Joint effects of diabetic-related genomic loci on the therapeutic efficacy of oral anti-diabetic drugs in Chinese type 2 diabetes patients.

Previous pharmacogenomic studies of oral anti-diabetic drugs have primarily focused on the effect of a single site. This study aimed to examine the joint effects of multiple loci on repaglinide or rosiglitazone efficacy in newly diagnosed type 2 diabetes mellitus (T2DM) patients. A total of 209 newly diagnosed T2DM patients were randomly assigned to treatment with repaglinide or rosiglitazone for 48 weeks.
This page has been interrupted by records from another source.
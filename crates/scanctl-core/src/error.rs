use thiserror::Error;

/// A backend call that failed or answered with a non-success status. Carries
/// the raw response body, or the status code when the body was empty.
#[derive(Debug, Clone, PartialEq, Eq, Error)]
#[error("{status_or_message}")]
pub struct RequestError {
    pub status_or_message: String,
}

impl RequestError {
    pub fn new(status_or_message: impl Into<String>) -> Self {
        Self {
            status_or_message: status_or_message.into(),
        }
    }
}

#[derive(Debug, Clone, PartialEq, Eq, Error)]
pub enum PreconditionError {
    #[error("not connected")]
    NotConnected,
    #[error("no active task")]
    NoActiveTask,
    #[error("task {task_id} is still running")]
    TaskActive { task_id: String },
    #[error("no file to download")]
    NothingToDownload,
}

#[derive(Debug, Clone, PartialEq, Eq, Error)]
pub enum ChannelError {
    #[error("invalid channel url: {0}")]
    Url(String),
    #[error("channel connect failed: {0}")]
    Connect(String),
    #[error("channel transport error: {0}")]
    Transport(String),
}

#[derive(Debug, Clone, PartialEq, Eq, Error)]
pub enum ControllerError {
    #[error("request failed: {0}")]
    Request(#[from] RequestError),
    #[error("precondition failed: {0}")]
    Precondition(#[from] PreconditionError),
    #[error("{0}")]
    Channel(#[from] ChannelError),
    #[error("busy: {in_flight} still in progress")]
    Busy { in_flight: &'static str },
}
The reductions in fasting glucose (ΔFPG), 2h glucose (Δ2hPG) and glycated hemoglobin (ΔHbA1c) levels were significantly associated with genetic score that was constructed using the sum of the effect alleles both in the repaglinide (P = 0.0011, 0.0002 and 0.0067, respectively) and rosiglitazone cohorts (P = 0.0002, 0.0014 and 0.0164, respectively) after adjusting for age, gender, body mass index and dosage. Survival analyses showed a trend towards a greater attainment rate of target HbA1c level in individuals with a high genetic score in the repaglinide cohort and rosiglitazone cohort (Plog-rank = 0.0815 and 0.0867, respectively) when the attainment of treatment targets were defined as more than 20% decrease of FPG, 2hPG, and HbA1c levels after treatment. In conclusion, we identified the joint effects of several T2DM-related loci on the efficacy of oral anti-diabetic drugs; moreover, we built a model to predict the drug efficacy.